Classifying Hand Written Digits

Peter de Boursac

Digits

1) Introduction

In this project I plan to solve the problem of classifying hand written digits. This has many useful applications in real life, such as automatic cheque depositing, and credit card receipt scanning. The input will be a scanned digital image of a digit. This will be a form of supervised learning, since the output of the classifier will be a label corresponding to the digit in the image. 
(Image source: http://nn.cs.utexas.edu/computationalmaps/figures/figures-jpg/14.4.jpg)

2) Method

In the literature there are many suitable methods to solve the hand written digit classification problem. There are over 70 applications of various methods on the data set I plan to use. Methods include, but not limited to:

Papers using these methodologies are all linked to from http://yann.lecun.com/exdb/mnist/

In addition, various methods of preprocessing result in different test error rates.
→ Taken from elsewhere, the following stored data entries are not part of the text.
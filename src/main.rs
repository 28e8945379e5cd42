//! Stageforge CLI
//!
//! Command-line frontend for the stage exporter: loads a JSON stage
//! description, runs the binary exporter, and writes the buffer to disk.

use std::fs;
use std::path::PathBuf;

use anyhow::{Context, Result};
use clap::{Args, Parser, Subcommand};
use tracing::{info, warn, Level};
use tracing_subscriber::EnvFilter;

use stageforge_export::{export, FormatVersion, ProgressCallback};
use stageforge_scene::{NodeKind, SceneNode, StageDescription};

/// Stageforge - stage scene graph to runtime binary stage exporter
#[derive(Parser)]
#[command(name = "stageforge")]
#[command(author, version, about, long_about = None)]
#[command(propagate_version = true)]
struct Cli {
    /// Enable verbose output (-v, -vv)
    #[arg(short, long, action = clap::ArgAction::Count, global = true)]
    verbose: u8,

    #[command(subcommand)]
    command: Commands,
}

#[derive(Subcommand)]
enum Commands {
    /// Export a stage description to a binary stage file
    Export(ExportArgs),

    /// Summarize a stage description without exporting
    Info(InfoArgs),
}

#[derive(Args)]
struct ExportArgs {
    /// Path to the JSON stage description
    #[arg(short, long)]
    stage: PathBuf,

    /// Output path for the uncompressed binary stage
    #[arg(short, long)]
    output: PathBuf,

    /// Target format generation (1/2/deluxe)
    #[arg(short, long)]
    game_version: Option<String>,
}

#[derive(Args)]
struct InfoArgs {
    /// Path to the JSON stage description
    #[arg(short, long)]
    stage: PathBuf,
}

fn main() -> Result<()> {
    let cli = Cli::parse();

    let default_level = match cli.verbose {
        0 => Level::INFO,
        1 => Level::DEBUG,
        _ => Level::TRACE,
    };
    let filter = EnvFilter::try_from_default_env().unwrap_or_else(|_| {
        EnvFilter::new(format!(
            "warn,stageforge={0},stageforge_export={0},stageforge_scene={0}",
            default_level
        ))
    });
    tracing_subscriber::fmt().with_env_filter(filter).init();

    match cli.command {
        Commands::Export(args) => run_export(args),
        Commands::Info(args) => run_info(args),
    }
}

fn load_description(path: &PathBuf) -> Result<StageDescription> {
    let text = fs::read_to_string(path)
        .with_context(|| format!("reading stage description {}", path.display()))?;
    let mut description: StageDescription = serde_json::from_str(&text)
        .with_context(|| format!("parsing stage description {}", path.display()))?;
    description.normalize();
    Ok(description)
}

fn run_export(args: ExportArgs) -> Result<()> {
    let version = match &args.game_version {
        Some(raw) => raw
            .parse::<FormatVersion>()
            .with_context(|| format!("invalid game version {raw:?}"))?,
        None => {
            warn!("no game version specified, defaulting to generation 2");
            FormatVersion::Two
        }
    };

    info!(stage = %args.stage.display(), "loading stage description");
    let description = load_description(&args.stage)?;

    let progress: ProgressCallback = Box::new(|done, total| {
        info!("{done} / {total} item groups partitioned");
    });

    info!(%version, "exporting stage");
    let buffer = export(
        &description.stage,
        &description.models,
        version,
        Some(&progress),
    )
    .context("exporting stage")?;

    fs::write(&args.output, &buffer)
        .with_context(|| format!("writing {}", args.output.display()))?;
    info!(
        output = %args.output.display(),
        bytes = buffer.len(),
        "stage written"
    );
    Ok(())
}

fn run_info(args: InfoArgs) -> Result<()> {
    let description = load_description(&args.stage)?;
    let stage = &description.stage;

    let mut counts = std::collections::BTreeMap::new();
    stage.root.visit(&mut |node: &SceneNode| {
        *counts.entry(node.kind.label()).or_insert(0usize) += 1;
    });

    println!("stage: {}", args.stage.display());
    println!("fallout plane: {}", stage.fallout_y);
    println!("collision groups: {}", stage.collision_groups().len());
    println!("models: {}", description.models.len());
    println!("nodes:");
    for (label, count) in counts {
        println!("  {label}: {count}");
    }

    let animated = stage
        .collision_groups()
        .iter()
        .filter(|(_, data)| data.animation.is_some())
        .count();
    if animated > 0 {
        println!("animated groups: {animated}");
    }

    match stage.start_node() {
        Some(node) => println!("start node: {}", node.name),
        None => println!("start node: MISSING (export will fail)"),
    }

    // Every kind that matters gets mentioned so misplaced nodes are visible
    let mut misplaced = Vec::new();
    for child in &stage.root.children {
        match &child.kind {
            NodeKind::Group(_)
            | NodeKind::BackgroundGroup
            | NodeKind::Start
            | NodeKind::Empty => {}
            NodeKind::Mesh(_)
            | NodeKind::MeshCollision { .. }
            | NodeKind::Goal { .. }
            | NodeKind::Bumper
            | NodeKind::Jamabar
            | NodeKind::Banana { .. }
            | NodeKind::Wormhole { .. } => misplaced.push(child),
        }
    }
    for node in misplaced {
        println!(
            "warning: {} {:?} sits at the root and will not be exported",
            node.kind.label(),
            node.name
        );
    }

    Ok(())
}
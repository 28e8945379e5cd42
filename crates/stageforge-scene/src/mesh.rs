//! Mesh resources
//!
//! Meshes are produced by an import collaborator and supplied to the exporter
//! as a read-only table keyed by name. A resource holds one or more segments,
//! each a vertex buffer plus a triangle index buffer.

use std::collections::HashMap;

use serde::{Deserialize, Serialize};
use stageforge_core::math::Vec3;

/// A single mesh vertex
#[derive(Debug, Clone, Copy, PartialEq, Serialize, Deserialize)]
pub struct Vertex {
    /// Position in world space
    pub position: Vec3,
    /// Normal vector
    #[serde(default = "Vertex::default_normal")]
    pub normal: Vec3,
}

impl Vertex {
    fn default_normal() -> Vec3 {
        Vec3::UP
    }

    pub fn new(position: Vec3) -> Self {
        Self {
            position,
            normal: Vec3::UP,
        }
    }
}

/// One segment of a mesh: a vertex buffer and a triangle index buffer
#[derive(Debug, Clone, PartialEq, Serialize, Deserialize)]
pub struct MeshSegment {
    pub vertices: Vec<Vertex>,
    /// Triangle list indices into `vertices`; length is a multiple of 3
    pub indices: Vec<u32>,
}

impl MeshSegment {
    pub fn triangle_count(&self) -> usize {
        self.indices.len() / 3
    }
}

/// A named mesh resource made of one or more segments
#[derive(Debug, Clone, PartialEq, Default, Serialize, Deserialize)]
pub struct MeshResource {
    pub segments: Vec<MeshSegment>,
}

impl MeshResource {
    pub fn triangle_count(&self) -> usize {
        self.segments.iter().map(MeshSegment::triangle_count).sum()
    }
}

/// Read-only mapping from mesh name to mesh resource
#[derive(Debug, Clone, Default, Serialize, Deserialize)]
#[serde(transparent)]
pub struct ModelTable {
    models: HashMap<String, MeshResource>,
}

impl ModelTable {
    pub fn new() -> Self {
        Self::default()
    }

    pub fn insert(&mut self, name: impl Into<String>, mesh: MeshResource) {
        self.models.insert(name.into(), mesh);
    }

    pub fn get(&self, name: &str) -> Option<&MeshResource> {
        self.models.get(name)
    }

    pub fn contains(&self, name: &str) -> bool {
        self.models.contains_key(name)
    }

    pub fn len(&self) -> usize {
        self.models.len()
    }

    pub fn is_empty(&self) -> bool {
        self.models.is_empty()
    }
}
So there are many permutations for each of the classifier algorithms.

3) Data sets

The MNIST database of scanned digits contains 60,000 training data examples, as well as 10,000 test data examples. This should provide me with adequate data to build a robust classifier, and enough test data to have high confidence in my accuracy. Additionally, there are many papers that have used this data set so my results can fairly be compared to the literature. This data is publicly available for download at http://www.mathworks.com/matlabcentral/fileexchange/27675-read-digits-and-labels-from-mnist-database
 

4) Milestone

By the milestone I plan to have evaluated the various methods and settled on one to implement that is sufficiently accurate, but also within the scope of this project. In addition, I plan to have a rudementary implementation of the algorithm, though minor debugging may be necessary. Fortunately, the project is very scalable, since I could expand to non-preprocessed images, or even a string of digits, which relates to the cheque scanning application. Thus, if by the milestone I found that I have accomplished my intitial goal, I can set a new target to continue my work in the same classifier.